We've increasingly seen issues with unlimited retries of large, long-running transactions (see #51294, #44645). In some cases where there is no contention whatsoever, the solution to those problems has been to increase the kv.transaction.max_refresh_spans_bytes cluster settings. The work in 20.2 (#46275) to compress those spans should be helpful in these zero-contention cases, however, it may lead to false dependencies.
We've also noted that operations which have laid intents down over reads do not need to refresh those reads. This fact however has not been actionable (and thus there is no code to subtract write keys from the refresh spans) because SQL reads have always been performed as scans and not gets. This is changing soon as @helenmhe works on #46758 with a WIP at #52511.
I suspect that the above situation will be rather helpful in unbounded DELETEs read off of a secondary index with no writes in the range being deleted but writes interspersed in the primary index.
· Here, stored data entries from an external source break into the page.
//! Mirror enemies and the shot patterns they turn incoming projectiles into.

use bevy::prelude::*;

use crate::gameplay::attack::{Attack, AttackKind, AttackSpec};

// === Constants ===

/// Square mirrors scale radius and speed of the shot they return.
pub const SQUARE_GAIN: f32 = 1.5;

/// Triangle fan: base rotation when reflecting, spacing, and speed factor.
pub const TRIANGLE_REFLECT_DEGREES: f32 = 120.0;
pub const TRIANGLE_SPREAD_DEGREES: f32 = 30.0;
pub const TRIANGLE_REFLECT_SPEED: f32 = 0.66;

/// Circle burst: shot count, spacing, and speed factor when reflecting.
pub const CIRCLE_SHOTS: u16 = 8;
pub const CIRCLE_STEP_DEGREES: f32 = 45.0;
pub const CIRCLE_REFLECT_SPEED: f32 = 0.5;

// === Types ===

#[derive(Debug, Clone, Copy, PartialEq, Eq, Hash, Reflect)]
pub enum MirrorShape {
    /// One amplified shot.
    Square,
    /// Three shots fanned 30 degrees apart.
    Triangle,
    /// Eight shots around the full circle.
    Circle,
}

/// Whether a shot is bounced back at the shooter or carried onward.
#[derive(Debug, Clone, Copy, PartialEq, Eq)]
pub enum MirrorMode {
    /// Player shot hitting the mirror face: turned around.
    Reflect,
    /// Reflected shot reaching another mirror: split along its path.
    Forward,
}

/// A mirror enemy. Its link is a non-owning handle checked every tick.
#[derive(Component, Debug, Clone, Reflect)]
#[reflect(Component)]
pub struct Mirror {
    pub shape: MirrorShape,
    pub linked: Option<Entity>,
    /// Set whenever the mirror transforms a shot; cleared by presentation.
    pub attack_animation: bool,
}

impl Mirror {
    #[must_use]
    pub const fn new(shape: MirrorShape) -> Self {
        Self {
            shape,
            linked: None,
            attack_animation: false,
        }
    }

    #[must_use]
    pub const fn linked_to(shape: MirrorShape, target: Entity) -> Self {
        Self {
            shape,
            linked: Some(target),
            attack_animation: false,
        }
    }
}

// === Pure Functions ===

fn rotate_degrees(vector: Vec2, degrees: f32) -> Vec2 {
    Vec2::from_angle(degrees.to_radians()).rotate(vector)
}

/// Outgoing velocities for one incoming shot.
#[must_use]
pub fn burst_velocities(shape: MirrorShape, mode: MirrorMode, incoming: Vec2) -> Vec<Vec2> {
    let base = match mode {
        MirrorMode::Reflect => 180.0,
        MirrorMode::Forward => 0.0,
    };
    match shape {
        MirrorShape::Square => vec![rotate_degrees(incoming, base) * SQUARE_GAIN],
        MirrorShape::Triangle => {
            let (center, speed) = match mode {
                MirrorMode::Reflect => (TRIANGLE_REFLECT_DEGREES, TRIANGLE_REFLECT_SPEED),
                MirrorMode::Forward => (0.0, 1.0),
            };
            [-1.0, 0.0, 1.0]
                .into_iter()
                .map(|step: f32| {
                    rotate_degrees(incoming, step.mul_add(TRIANGLE_SPREAD_DEGREES, center)) * speed
                })
                .collect()
        }
        MirrorShape::Circle => {
            let speed = match mode {
                MirrorMode::Reflect => CIRCLE_REFLECT_SPEED,
                MirrorMode::Forward => 1.0,
            };
            (0..CIRCLE_SHOTS)
                .map(|i| {
                    let angle = f32::from(i).mul_add(CIRCLE_STEP_DEGREES, base);
                    rotate_degrees(incoming, angle) * speed
                })
                .collect()
        }
    }
}

#[must_use]
pub const fn radius_gain(shape: MirrorShape) -> f32 {
    match shape {
        MirrorShape::Square => SQUARE_GAIN,
        MirrorShape::Triangle | MirrorShape::Circle => 1.0,
    }
}

/// New enemy shots a mirror emits for `attack` arriving at `origin` with `incoming` velocity.
///
/// Every shot keeps the source shot's damage, remaining age, lifetime and group.
/// Each shot inherits the source's hit set plus the mirror itself, so a
/// chain never splits twice on the same mirror.
#[must_use]
pub fn mirror_burst(
    shape: MirrorShape,
    mode: MirrorMode,
    attack: &Attack,
    origin: Vec2,
    incoming: Vec2,
    mirror: Entity,
) -> Vec<AttackSpec> {
    burst_velocities(shape, mode, incoming)
        .into_iter()
        .map(|velocity| {
            AttackSpec::new(
                AttackKind::EnemyRanged,
                origin,
                attack.radius * radius_gain(shape),
                attack.lifetime,
                attack.damage,
            )
            .with_age(attack.age)
            .with_velocity(velocity)
            .in_group(attack.group)
            .splitable()
            .already_hit_all(attack.hits())
            .already_hit(mirror)
        })
        .collect()
}

#[cfg(test)]
mod tests {
    use super::*;
    use crate::gameplay::attack::AttackGroup;
    use pretty_assertions::assert_eq;

    const EPSILON: f32 = 1e-3;

    fn assert_close(actual: Vec2, expected: Vec2) {
        assert!(
            actual.abs_diff_eq(expected, EPSILON),
            "{actual} != {expected}"
        );
    }

    fn angle_between(a: Vec2, b: Vec2) -> f32 {
        a.angle_to(b).to_degrees().abs()
    }

    #[test]
    fn square_reflect_turns_around_and_amplifies() {
        let out = burst_velocities(MirrorShape::Square, MirrorMode::Reflect, Vec2::new(100.0, 0.0));
        assert_eq!(out.len(), 1);
        assert_close(out[0], Vec2::new(-150.0, 0.0));
    }

    #[test]
    fn square_forward_keeps_heading() {
        let out = burst_velocities(MirrorShape::Square, MirrorMode::Forward, Vec2::new(0.0, 40.0));
        assert_close(out[0], Vec2::new(0.0, 60.0));
    }

    #[test]
    fn triangle_reflect_fans_three_at_reduced_speed() {
        let incoming = Vec2::new(100.0, 0.0);
        let out = burst_velocities(MirrorShape::Triangle, MirrorMode::Reflect, incoming);
        assert_eq!(out.len(), 3);
        for velocity in &out {
            assert!((velocity.length() - 66.0).abs() < EPSILON);
        }
        assert!((angle_between(out[0], out[1]) - 30.0).abs() < EPSILON);
        assert!((angle_between(out[1], out[2]) - 30.0).abs() < EPSILON);
        assert!((angle_between(incoming, out[1]) - 120.0).abs() < EPSILON);
    }

    #[test]
    fn triangle_forward_fans_around_heading_at_full_speed() {
        let incoming = Vec2::new(0.0, -80.0);
        let out = burst_velocities(MirrorShape::Triangle, MirrorMode::Forward, incoming);
        assert_eq!(out.len(), 3);
        for velocity in &out {
            assert!((velocity.length() - 80.0).abs() < EPSILON);
        }
        assert_close(out[1], incoming);
        assert!((angle_between(out[0], out[2]) - 60.0).abs() < EPSILON);
    }

    #[test]
    fn circle_reflect_bursts_eight_at_half_speed() {
        let incoming = Vec2::new(60.0, 0.0);
        let out = burst_velocities(MirrorShape::Circle, MirrorMode::Reflect, incoming);
        assert_eq!(out.len(), 8);
        for pair in out.windows(2) {
            assert!((pair[0].length() - 30.0).abs() < EPSILON);
            assert!((angle_between(pair[0], pair[1]) - 45.0).abs() < EPSILON);
        }
        assert_close(out[0], Vec2::new(-30.0, 0.0));
    }

    #[test]
    fn circle_forward_starts_on_heading() {
        let incoming = Vec2::new(60.0, 0.0);
        let out = burst_velocities(MirrorShape::Circle, MirrorMode::Forward, incoming);
        assert_eq!(out.len(), 8);
        assert_close(out[0], incoming);
    }

    #[test]
    fn burst_preserves_damage_age_and_group() {
        let mut source = Attack::from_spec(
            &AttackSpec::new(AttackKind::Ranged, Vec2::ZERO, 6.0, 1.2, 4).in_group(AttackGroup(9)),
        );
        source.age = 0.7;
        let mirror = World::new().spawn_empty().id();

        let shots = mirror_burst(
            MirrorShape::Triangle,
            MirrorMode::Reflect,
            &source,
            Vec2::new(5.0, 5.0),
            Vec2::new(100.0, 0.0),
            mirror,
        );
        assert_eq!(shots.len(), 3);
        for shot in &shots {
            assert_eq!(shot.kind, AttackKind::EnemyRanged);
            assert_eq!(shot.damage, 4);
            assert_eq!(shot.age, 0.7);
            assert_eq!(shot.lifetime, 1.2);
            assert_eq!(shot.group, Some(AttackGroup(9)));
            assert_eq!(shot.radius, 6.0);
            assert!(shot.splitable);
            assert_eq!(shot.already_hit, vec![mirror]);
        }
    }

    #[test]
    fn burst_inherits_source_hit_set() {
        let [earlier, mirror] = {
            let mut world = World::new();
            [world.spawn_empty().id(), world.spawn_empty().id()]
        };
        let source = Attack::from_spec(
            &AttackSpec::new(AttackKind::EnemyRanged, Vec2::ZERO, 6.0, 1.0, 2).already_hit(earlier),
        );

        let shots = mirror_burst(
            MirrorShape::Square,
            MirrorMode::Forward,
            &source,
            Vec2::ZERO,
            Vec2::X,
            mirror,
        );
        assert_eq!(shots[0].already_hit, vec![earlier, mirror]);
    }

    #[test]
    fn square_burst_grows_radius() {
        let source = Attack::from_spec(&AttackSpec::new(AttackKind::Ranged, Vec2::ZERO, 6.0, 1.0, 2));
        let mirror = World::new().spawn_empty().id();
        let shots = mirror_burst(
            MirrorShape::Square,
            MirrorMode::Reflect,
            &source,
            Vec2::ZERO,
            Vec2::X,
            mirror,
        );
        assert_eq!(shots[0].radius, 9.0);
    }
}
In that case, the compression introduced in #46275 will prove problematic.
As we move towards an implementation of transactional schema changes, we are going to be introducing operations which will, by their very nature, will have their timestamp pushed. Furthermore, these transactions are likely to be extremely expensive to retry. However, these transactions are unlikely to be latency sensitive and thus might pair nicely with a mode that allowed reads to push them but blocked contended writes.
Describe the solution you'd like
The solution I'd like to see is a transaction mode whereby all reads acquired a replicated, durable read lock over all spans which were read. This read lock would prevent the need for reads to be refreshed when the transaction's timestamp is pushed. It might make sense to automatically switch to this mode when a transaction enters its second epoch.
Describe alternatives you've considered
The primary alternative in the context to transactional schema changes is to just accept that retries may happen in the face of contention and that one needs to deal with retries.
Additional context
The concept of ranged read locks has long been blocked on the existence of a separated lock table. This seems to be possible in the 21.1 timeframe.